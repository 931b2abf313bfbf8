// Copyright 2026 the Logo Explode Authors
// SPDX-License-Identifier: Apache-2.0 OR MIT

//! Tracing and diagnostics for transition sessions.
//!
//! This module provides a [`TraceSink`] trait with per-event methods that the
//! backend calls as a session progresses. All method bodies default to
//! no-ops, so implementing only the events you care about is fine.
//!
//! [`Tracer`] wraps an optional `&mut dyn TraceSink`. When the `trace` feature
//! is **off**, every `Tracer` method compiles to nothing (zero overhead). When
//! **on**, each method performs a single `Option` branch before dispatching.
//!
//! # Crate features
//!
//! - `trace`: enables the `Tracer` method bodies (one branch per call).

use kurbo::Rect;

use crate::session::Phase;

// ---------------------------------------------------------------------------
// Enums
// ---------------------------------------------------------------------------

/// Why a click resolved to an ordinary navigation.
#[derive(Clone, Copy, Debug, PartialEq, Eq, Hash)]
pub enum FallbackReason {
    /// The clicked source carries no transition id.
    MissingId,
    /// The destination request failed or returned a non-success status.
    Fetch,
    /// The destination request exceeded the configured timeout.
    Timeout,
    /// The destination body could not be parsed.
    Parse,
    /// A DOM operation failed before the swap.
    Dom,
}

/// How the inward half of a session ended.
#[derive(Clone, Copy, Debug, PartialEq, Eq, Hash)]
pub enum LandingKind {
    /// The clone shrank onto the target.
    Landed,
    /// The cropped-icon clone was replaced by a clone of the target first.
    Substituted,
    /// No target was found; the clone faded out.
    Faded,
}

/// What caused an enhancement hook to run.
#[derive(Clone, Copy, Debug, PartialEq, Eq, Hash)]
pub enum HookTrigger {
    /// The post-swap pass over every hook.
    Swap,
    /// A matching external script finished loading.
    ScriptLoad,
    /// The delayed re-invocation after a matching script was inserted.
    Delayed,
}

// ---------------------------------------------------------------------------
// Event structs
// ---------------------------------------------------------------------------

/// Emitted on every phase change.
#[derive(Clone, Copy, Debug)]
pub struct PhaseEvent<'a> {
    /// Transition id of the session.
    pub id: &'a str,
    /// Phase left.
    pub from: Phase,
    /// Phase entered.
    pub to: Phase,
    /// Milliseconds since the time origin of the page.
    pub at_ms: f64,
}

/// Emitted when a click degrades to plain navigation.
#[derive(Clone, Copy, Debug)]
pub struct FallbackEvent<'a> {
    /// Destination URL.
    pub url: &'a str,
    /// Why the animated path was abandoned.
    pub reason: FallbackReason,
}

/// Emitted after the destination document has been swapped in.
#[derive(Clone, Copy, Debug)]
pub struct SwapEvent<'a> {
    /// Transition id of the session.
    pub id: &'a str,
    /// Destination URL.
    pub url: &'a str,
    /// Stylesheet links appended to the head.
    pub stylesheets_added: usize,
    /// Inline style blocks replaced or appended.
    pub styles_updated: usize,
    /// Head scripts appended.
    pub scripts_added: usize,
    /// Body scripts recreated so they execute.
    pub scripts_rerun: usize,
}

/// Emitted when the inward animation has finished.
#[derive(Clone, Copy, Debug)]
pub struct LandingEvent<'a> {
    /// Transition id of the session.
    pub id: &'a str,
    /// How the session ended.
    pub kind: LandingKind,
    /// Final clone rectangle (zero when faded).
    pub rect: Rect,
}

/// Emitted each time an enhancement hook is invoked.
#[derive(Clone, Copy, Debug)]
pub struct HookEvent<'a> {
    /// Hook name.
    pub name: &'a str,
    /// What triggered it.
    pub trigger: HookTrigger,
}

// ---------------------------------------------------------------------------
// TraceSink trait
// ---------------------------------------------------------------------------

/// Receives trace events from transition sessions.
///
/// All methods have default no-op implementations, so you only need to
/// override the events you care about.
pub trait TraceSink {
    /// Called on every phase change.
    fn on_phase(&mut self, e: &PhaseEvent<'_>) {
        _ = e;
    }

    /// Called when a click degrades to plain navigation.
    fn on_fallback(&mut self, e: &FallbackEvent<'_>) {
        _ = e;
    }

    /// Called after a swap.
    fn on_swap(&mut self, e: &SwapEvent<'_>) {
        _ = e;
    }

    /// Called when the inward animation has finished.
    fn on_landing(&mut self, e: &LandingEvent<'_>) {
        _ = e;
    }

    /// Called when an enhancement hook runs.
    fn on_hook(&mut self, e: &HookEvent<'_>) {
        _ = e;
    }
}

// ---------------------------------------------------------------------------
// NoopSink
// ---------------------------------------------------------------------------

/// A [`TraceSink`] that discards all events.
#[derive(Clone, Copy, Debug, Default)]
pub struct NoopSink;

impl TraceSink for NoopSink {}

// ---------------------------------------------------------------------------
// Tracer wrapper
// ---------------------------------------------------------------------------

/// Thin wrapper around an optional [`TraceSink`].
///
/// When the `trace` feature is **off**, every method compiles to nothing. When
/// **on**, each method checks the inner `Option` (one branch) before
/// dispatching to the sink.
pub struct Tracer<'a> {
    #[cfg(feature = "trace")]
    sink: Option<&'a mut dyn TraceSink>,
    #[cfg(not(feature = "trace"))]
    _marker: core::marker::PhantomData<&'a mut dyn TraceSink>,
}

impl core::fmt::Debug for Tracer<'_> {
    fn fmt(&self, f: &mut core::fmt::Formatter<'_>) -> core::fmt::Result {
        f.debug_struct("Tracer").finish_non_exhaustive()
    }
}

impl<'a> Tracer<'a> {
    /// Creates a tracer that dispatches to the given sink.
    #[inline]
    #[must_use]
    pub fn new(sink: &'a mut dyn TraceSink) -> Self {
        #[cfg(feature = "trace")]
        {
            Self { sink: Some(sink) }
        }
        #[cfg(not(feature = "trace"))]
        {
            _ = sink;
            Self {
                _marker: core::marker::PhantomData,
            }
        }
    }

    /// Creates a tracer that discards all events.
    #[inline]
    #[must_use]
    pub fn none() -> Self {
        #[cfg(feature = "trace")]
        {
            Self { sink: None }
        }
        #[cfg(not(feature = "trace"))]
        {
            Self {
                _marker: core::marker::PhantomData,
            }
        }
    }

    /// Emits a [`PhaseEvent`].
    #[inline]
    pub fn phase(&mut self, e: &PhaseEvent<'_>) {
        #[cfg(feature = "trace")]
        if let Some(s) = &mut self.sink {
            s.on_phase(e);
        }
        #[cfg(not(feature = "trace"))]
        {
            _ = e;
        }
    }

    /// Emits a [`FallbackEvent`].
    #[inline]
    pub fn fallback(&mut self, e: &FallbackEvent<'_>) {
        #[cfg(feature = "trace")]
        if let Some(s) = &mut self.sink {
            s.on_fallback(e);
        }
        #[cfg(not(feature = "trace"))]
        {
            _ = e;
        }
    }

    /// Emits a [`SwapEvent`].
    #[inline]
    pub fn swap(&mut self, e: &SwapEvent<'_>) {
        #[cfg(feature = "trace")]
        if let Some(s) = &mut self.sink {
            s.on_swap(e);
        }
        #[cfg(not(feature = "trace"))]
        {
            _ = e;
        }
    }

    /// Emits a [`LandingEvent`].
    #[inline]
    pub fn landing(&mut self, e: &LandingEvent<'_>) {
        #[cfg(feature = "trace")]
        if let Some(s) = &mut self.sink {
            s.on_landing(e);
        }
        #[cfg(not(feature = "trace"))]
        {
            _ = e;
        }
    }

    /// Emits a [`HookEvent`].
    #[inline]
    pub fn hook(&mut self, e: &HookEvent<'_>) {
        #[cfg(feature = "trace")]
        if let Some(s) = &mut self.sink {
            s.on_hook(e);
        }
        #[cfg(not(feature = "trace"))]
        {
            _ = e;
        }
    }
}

- - - - -

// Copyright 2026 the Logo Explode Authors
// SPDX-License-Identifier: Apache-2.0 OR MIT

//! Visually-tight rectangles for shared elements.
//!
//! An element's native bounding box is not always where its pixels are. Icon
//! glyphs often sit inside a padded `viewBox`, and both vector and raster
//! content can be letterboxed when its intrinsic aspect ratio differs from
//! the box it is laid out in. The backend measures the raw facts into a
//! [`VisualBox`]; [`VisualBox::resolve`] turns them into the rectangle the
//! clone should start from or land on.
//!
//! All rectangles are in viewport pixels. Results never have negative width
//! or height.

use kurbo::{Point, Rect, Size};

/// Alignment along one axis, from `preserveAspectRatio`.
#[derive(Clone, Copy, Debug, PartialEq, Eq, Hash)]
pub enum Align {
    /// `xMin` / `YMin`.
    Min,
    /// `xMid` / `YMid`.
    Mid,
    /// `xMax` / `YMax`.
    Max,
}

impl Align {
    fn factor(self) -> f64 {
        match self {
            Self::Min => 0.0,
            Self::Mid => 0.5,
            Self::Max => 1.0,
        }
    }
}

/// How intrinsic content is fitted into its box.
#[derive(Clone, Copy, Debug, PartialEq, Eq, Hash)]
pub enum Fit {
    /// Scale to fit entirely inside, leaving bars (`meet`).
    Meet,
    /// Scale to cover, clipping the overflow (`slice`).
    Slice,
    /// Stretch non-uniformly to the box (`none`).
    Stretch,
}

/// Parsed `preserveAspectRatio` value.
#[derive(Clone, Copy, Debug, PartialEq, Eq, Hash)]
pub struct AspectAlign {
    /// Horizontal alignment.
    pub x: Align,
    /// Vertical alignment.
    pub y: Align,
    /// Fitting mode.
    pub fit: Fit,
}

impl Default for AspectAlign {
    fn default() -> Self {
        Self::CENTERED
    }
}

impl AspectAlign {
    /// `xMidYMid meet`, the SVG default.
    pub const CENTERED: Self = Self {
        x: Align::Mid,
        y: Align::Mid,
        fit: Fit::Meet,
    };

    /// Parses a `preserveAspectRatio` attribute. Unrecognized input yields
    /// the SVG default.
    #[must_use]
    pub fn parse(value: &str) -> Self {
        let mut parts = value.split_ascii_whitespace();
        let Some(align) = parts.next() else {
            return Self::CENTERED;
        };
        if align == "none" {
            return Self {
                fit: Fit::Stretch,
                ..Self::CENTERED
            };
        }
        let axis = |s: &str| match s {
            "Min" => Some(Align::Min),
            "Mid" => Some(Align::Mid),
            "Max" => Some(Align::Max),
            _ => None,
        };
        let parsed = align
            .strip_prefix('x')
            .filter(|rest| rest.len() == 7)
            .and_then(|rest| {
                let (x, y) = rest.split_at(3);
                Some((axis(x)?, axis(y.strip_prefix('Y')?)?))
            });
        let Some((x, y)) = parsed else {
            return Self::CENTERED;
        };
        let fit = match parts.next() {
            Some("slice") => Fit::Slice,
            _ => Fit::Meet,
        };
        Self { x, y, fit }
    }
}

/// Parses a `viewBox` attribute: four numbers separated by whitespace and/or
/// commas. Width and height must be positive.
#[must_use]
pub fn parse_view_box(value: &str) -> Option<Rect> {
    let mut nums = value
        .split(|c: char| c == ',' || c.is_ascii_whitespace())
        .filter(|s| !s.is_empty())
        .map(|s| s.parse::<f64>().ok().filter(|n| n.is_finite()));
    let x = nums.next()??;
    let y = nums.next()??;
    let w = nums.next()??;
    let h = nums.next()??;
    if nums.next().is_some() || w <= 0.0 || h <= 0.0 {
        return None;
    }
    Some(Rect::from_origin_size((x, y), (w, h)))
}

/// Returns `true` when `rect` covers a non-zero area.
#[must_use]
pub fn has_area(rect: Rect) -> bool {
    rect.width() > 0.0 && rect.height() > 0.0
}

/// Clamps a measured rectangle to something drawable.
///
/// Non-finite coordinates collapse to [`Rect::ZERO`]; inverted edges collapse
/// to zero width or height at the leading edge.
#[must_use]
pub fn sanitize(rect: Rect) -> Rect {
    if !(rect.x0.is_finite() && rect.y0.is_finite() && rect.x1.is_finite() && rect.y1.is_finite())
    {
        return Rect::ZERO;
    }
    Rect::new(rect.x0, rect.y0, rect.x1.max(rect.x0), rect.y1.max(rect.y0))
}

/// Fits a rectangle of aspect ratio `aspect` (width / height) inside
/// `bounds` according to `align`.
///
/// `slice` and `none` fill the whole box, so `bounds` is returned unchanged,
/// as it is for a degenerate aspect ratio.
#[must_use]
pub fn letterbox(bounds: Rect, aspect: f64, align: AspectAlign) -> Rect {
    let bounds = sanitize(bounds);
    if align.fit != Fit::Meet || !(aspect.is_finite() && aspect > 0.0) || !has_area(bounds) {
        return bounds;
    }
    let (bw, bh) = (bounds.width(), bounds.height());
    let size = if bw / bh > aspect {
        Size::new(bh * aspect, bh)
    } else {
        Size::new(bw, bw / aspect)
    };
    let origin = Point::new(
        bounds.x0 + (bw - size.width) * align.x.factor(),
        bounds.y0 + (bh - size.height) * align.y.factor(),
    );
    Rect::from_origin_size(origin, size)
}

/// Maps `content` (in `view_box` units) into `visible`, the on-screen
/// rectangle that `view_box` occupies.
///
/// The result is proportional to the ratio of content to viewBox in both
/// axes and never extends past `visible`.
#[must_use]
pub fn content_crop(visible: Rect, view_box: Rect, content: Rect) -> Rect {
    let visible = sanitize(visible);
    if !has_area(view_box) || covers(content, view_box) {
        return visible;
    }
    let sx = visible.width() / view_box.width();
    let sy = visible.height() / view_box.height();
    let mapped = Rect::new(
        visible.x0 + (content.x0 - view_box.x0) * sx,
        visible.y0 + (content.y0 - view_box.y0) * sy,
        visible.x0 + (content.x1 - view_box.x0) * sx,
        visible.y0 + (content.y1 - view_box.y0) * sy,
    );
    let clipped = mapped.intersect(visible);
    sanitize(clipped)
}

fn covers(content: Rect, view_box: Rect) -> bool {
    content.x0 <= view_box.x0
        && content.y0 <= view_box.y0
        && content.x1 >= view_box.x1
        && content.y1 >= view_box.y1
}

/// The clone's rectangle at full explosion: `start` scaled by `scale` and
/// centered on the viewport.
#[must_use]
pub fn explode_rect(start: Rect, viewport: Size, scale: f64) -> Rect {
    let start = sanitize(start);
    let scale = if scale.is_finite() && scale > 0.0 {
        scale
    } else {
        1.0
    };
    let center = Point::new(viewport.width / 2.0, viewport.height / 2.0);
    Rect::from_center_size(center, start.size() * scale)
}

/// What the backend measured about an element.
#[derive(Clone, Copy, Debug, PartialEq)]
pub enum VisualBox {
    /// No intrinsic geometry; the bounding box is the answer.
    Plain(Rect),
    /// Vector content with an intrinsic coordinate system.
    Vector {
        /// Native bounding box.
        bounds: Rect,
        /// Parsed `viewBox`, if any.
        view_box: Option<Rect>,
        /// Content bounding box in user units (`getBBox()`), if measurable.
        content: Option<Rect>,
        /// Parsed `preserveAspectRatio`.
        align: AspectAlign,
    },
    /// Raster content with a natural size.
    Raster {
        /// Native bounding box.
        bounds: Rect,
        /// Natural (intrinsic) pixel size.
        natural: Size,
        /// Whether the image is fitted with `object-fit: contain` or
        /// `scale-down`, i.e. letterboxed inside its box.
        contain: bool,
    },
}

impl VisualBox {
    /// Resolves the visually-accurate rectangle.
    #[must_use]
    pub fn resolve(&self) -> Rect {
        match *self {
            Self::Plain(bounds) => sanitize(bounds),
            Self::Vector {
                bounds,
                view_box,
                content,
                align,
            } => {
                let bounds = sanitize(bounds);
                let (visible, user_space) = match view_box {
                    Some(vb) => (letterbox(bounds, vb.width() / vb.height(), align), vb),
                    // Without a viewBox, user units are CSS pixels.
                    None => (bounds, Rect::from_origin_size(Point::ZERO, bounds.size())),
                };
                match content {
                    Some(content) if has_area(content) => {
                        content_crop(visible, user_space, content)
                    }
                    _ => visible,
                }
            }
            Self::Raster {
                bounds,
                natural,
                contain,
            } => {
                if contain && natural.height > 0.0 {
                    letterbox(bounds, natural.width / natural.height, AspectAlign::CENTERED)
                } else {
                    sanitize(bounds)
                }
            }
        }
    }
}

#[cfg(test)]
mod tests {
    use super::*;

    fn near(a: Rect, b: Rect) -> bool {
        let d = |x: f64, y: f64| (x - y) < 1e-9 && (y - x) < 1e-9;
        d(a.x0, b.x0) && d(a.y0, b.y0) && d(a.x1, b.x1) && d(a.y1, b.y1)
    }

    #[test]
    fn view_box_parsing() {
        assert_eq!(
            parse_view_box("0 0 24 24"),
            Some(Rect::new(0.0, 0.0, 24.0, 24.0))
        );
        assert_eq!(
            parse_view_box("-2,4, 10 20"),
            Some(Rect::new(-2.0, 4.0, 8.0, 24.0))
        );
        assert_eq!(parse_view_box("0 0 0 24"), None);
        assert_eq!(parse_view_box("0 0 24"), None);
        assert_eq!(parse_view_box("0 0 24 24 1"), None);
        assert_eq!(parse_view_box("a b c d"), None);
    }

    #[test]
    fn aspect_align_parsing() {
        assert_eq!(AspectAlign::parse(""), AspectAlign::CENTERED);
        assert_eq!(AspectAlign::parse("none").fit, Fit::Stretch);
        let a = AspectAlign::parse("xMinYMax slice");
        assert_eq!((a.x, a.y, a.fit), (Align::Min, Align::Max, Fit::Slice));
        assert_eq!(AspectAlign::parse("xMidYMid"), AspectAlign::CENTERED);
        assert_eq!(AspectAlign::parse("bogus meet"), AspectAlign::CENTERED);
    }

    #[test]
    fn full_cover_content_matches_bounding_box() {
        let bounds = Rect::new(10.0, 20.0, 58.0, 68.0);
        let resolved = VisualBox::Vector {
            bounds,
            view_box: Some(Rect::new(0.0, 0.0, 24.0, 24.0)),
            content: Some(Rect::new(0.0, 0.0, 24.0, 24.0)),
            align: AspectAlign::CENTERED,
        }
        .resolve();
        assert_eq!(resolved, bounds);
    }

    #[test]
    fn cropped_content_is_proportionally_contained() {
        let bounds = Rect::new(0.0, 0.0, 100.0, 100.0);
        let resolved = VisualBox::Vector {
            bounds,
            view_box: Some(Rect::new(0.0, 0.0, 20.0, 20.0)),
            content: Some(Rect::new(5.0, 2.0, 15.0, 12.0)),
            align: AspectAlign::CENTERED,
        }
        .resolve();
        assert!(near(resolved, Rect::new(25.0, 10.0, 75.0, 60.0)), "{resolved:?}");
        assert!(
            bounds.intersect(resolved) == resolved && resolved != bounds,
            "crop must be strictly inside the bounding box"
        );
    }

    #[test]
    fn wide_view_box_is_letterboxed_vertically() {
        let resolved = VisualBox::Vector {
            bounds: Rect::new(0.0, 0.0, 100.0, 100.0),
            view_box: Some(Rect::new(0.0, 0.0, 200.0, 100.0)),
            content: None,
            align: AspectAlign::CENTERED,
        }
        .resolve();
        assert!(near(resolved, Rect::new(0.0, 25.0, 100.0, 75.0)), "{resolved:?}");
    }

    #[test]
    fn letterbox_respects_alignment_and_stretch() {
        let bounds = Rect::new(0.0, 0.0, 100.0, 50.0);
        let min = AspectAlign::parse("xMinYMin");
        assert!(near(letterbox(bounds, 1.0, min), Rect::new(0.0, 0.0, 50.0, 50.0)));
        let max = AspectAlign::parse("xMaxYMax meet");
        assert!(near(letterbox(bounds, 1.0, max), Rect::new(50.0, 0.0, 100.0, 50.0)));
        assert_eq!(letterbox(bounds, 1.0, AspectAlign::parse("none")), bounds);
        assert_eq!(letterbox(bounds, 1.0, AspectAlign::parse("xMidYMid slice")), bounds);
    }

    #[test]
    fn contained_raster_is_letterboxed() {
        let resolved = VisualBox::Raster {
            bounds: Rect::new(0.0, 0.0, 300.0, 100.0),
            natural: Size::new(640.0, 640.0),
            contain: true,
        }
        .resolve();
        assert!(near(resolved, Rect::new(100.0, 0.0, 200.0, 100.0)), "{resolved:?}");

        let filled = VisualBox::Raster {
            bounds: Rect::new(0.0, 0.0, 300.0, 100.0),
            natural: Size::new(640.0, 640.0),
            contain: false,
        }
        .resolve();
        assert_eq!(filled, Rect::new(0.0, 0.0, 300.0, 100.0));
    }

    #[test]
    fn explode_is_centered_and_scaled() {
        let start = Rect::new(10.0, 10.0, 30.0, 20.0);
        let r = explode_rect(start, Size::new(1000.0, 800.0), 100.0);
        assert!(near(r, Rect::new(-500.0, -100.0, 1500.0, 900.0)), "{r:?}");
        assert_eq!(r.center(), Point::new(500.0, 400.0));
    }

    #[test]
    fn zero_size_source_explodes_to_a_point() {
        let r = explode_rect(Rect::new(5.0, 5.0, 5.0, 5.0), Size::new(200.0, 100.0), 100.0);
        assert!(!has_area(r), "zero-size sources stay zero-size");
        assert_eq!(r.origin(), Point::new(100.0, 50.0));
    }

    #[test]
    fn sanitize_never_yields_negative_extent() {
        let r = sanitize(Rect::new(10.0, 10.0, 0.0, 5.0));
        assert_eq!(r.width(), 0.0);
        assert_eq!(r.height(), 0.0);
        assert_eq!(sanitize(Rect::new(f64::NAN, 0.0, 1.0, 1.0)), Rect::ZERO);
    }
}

- - - - -

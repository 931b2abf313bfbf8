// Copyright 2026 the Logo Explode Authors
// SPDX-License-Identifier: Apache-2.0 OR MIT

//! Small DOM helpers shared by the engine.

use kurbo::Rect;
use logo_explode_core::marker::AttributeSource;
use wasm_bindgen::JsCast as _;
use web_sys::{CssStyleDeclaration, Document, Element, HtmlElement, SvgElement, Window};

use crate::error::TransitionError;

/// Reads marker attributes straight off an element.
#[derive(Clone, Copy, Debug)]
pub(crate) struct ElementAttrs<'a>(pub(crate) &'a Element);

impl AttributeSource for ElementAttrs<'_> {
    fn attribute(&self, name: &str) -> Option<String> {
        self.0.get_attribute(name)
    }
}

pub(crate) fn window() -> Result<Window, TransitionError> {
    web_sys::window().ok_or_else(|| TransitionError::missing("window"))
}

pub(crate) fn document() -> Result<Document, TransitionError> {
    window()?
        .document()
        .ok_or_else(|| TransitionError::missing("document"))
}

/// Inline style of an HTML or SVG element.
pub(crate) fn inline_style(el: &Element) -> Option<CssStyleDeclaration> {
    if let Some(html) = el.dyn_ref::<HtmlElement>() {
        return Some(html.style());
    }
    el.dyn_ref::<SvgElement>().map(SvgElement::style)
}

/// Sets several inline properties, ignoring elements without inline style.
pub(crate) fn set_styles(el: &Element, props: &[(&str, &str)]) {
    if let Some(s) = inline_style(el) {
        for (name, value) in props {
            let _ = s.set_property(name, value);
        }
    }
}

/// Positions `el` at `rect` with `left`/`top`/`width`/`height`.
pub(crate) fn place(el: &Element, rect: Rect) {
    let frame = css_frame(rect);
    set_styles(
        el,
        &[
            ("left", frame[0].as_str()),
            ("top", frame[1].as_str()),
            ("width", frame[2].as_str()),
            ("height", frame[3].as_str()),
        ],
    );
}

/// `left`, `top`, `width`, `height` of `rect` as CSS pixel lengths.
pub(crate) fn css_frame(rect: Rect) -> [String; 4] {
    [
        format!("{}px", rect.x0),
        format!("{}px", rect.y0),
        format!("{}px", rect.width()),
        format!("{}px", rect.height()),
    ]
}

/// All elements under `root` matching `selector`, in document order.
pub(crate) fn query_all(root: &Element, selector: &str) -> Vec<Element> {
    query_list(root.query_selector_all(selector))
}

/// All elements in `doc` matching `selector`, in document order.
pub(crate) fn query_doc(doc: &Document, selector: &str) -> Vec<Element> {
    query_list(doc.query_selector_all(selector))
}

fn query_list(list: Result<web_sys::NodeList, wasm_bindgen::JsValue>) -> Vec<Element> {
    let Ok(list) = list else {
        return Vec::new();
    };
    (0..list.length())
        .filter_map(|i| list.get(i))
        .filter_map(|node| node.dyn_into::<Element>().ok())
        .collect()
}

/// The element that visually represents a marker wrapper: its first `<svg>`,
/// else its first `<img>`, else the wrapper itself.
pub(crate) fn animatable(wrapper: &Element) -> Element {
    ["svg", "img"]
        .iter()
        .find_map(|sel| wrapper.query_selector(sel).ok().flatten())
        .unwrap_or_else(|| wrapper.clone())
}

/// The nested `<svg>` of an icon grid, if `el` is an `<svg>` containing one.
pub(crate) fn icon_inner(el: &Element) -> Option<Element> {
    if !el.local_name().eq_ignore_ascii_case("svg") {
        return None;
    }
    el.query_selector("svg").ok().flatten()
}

- - - - -

> _PROBLEM REQUIREMENTS_
Check the listing for the word "SwapEvent". Show each line that has it.

> _YOUR RESPONSE_
pub struct SwapEvent<'a> {
    fn on_swap(&mut self, e: &SwapEvent<'_>) {
    /// Emits a [`SwapEvent`].
    pub fn swap(&mut self, e: &SwapEvent<'_>) {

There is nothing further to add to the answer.